START Material for this task
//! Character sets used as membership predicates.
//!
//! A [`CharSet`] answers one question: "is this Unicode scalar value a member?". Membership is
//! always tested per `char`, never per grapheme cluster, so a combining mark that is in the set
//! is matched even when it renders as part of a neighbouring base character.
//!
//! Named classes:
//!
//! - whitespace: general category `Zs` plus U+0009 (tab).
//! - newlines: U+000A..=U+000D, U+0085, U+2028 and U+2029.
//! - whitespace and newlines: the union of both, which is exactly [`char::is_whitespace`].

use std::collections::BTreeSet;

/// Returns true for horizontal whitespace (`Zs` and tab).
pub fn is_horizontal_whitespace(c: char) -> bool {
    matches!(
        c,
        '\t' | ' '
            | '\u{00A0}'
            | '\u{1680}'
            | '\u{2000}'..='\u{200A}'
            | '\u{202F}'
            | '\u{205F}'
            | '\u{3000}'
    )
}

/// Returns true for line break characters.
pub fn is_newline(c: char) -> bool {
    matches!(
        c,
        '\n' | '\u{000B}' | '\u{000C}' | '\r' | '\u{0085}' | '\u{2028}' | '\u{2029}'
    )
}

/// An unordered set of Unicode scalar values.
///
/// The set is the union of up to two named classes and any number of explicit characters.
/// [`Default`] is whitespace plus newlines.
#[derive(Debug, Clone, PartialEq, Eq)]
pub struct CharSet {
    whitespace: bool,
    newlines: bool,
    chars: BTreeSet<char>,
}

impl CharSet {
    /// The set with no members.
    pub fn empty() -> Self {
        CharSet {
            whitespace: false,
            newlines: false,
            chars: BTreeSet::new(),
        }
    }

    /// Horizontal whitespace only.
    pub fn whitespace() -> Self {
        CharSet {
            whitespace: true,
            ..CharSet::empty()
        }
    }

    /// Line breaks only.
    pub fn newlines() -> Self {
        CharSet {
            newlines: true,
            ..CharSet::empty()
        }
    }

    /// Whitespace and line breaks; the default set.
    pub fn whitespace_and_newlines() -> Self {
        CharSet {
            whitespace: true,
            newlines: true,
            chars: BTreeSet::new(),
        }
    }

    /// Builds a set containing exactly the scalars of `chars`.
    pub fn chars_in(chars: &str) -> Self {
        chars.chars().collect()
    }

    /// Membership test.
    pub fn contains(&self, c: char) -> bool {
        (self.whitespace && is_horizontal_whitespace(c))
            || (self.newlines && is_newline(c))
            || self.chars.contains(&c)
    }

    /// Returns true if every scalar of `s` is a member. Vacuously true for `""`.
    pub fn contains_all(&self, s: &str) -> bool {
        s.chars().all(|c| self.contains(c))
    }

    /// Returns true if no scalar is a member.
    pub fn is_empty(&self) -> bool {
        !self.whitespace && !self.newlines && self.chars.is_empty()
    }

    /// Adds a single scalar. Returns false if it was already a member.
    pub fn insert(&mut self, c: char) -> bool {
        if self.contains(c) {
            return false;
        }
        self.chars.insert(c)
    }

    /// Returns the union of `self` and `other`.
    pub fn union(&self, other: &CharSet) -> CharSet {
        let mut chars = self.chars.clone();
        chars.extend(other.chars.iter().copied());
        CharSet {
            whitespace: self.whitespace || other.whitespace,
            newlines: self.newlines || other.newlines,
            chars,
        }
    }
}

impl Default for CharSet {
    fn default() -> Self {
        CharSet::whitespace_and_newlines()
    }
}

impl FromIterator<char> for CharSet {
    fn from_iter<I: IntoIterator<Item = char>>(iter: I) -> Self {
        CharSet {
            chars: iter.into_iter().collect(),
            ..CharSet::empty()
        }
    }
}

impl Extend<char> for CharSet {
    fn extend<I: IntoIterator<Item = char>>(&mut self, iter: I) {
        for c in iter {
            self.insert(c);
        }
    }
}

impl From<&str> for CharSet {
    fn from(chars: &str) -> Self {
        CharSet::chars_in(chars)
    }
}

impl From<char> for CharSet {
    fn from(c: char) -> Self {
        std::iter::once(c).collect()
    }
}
END Material for this task
START Material for this task
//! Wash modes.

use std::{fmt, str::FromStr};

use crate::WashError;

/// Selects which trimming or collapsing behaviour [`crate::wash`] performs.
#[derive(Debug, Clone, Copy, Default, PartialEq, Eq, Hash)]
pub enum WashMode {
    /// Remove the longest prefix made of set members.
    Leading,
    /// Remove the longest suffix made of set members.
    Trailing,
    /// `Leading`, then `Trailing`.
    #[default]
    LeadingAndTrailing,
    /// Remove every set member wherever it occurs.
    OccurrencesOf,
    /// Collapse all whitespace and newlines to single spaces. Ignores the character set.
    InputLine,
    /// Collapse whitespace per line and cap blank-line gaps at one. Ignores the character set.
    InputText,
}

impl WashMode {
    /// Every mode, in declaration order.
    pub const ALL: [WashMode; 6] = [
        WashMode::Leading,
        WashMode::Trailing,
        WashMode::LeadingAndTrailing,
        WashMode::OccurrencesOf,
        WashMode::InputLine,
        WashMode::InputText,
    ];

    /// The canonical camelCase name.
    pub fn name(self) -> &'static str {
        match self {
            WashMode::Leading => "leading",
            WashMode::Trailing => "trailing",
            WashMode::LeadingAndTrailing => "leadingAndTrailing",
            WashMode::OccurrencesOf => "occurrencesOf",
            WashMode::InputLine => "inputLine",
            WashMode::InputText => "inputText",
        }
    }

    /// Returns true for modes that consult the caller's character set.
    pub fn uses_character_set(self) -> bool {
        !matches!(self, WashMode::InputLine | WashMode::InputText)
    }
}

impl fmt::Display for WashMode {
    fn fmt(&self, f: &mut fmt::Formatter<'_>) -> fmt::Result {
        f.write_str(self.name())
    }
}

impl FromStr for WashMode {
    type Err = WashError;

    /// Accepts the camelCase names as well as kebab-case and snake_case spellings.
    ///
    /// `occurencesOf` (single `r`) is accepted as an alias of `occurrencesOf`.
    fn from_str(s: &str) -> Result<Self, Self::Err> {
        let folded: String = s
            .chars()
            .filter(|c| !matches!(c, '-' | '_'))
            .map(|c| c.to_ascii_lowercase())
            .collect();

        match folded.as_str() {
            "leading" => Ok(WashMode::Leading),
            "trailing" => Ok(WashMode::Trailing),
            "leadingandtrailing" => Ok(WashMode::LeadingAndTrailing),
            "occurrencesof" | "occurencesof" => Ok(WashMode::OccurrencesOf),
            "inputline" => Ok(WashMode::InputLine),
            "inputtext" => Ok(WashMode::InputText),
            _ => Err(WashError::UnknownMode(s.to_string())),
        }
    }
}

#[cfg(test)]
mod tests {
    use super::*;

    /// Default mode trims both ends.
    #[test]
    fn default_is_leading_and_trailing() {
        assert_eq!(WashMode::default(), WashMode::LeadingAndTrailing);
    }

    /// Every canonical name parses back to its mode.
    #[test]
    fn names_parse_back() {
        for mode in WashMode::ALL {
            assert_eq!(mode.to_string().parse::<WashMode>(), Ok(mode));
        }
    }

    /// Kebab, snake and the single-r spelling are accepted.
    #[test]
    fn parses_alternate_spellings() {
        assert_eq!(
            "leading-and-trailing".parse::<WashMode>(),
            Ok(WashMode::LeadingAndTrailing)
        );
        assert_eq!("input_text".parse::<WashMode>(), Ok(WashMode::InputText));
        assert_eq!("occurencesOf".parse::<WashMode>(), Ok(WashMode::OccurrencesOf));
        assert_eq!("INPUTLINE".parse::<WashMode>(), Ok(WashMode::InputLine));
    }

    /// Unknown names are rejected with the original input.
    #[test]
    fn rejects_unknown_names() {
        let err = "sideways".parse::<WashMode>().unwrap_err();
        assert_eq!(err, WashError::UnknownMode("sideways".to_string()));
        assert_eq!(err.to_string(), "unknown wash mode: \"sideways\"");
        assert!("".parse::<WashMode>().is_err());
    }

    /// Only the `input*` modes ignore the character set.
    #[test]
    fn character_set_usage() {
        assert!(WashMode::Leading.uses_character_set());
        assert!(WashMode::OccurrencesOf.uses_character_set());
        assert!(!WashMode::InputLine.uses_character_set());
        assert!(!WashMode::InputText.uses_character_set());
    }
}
END Material for this task
START Material for this task
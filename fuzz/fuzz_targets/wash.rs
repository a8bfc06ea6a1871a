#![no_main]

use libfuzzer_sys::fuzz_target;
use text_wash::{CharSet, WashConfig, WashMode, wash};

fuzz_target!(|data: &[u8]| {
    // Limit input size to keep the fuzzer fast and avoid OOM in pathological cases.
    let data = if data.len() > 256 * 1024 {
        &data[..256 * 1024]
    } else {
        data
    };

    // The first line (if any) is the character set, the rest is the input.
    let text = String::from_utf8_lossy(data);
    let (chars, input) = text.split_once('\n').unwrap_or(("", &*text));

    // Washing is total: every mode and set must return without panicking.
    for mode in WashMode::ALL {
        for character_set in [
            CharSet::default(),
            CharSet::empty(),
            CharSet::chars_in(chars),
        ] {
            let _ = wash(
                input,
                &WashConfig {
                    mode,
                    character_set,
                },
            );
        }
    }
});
END Material for this task
What you have to do
Apply a filter for "folded" to the data above, then copy each line that matches.

Problem solution
        let folded: String = s
        match folded.as_str() {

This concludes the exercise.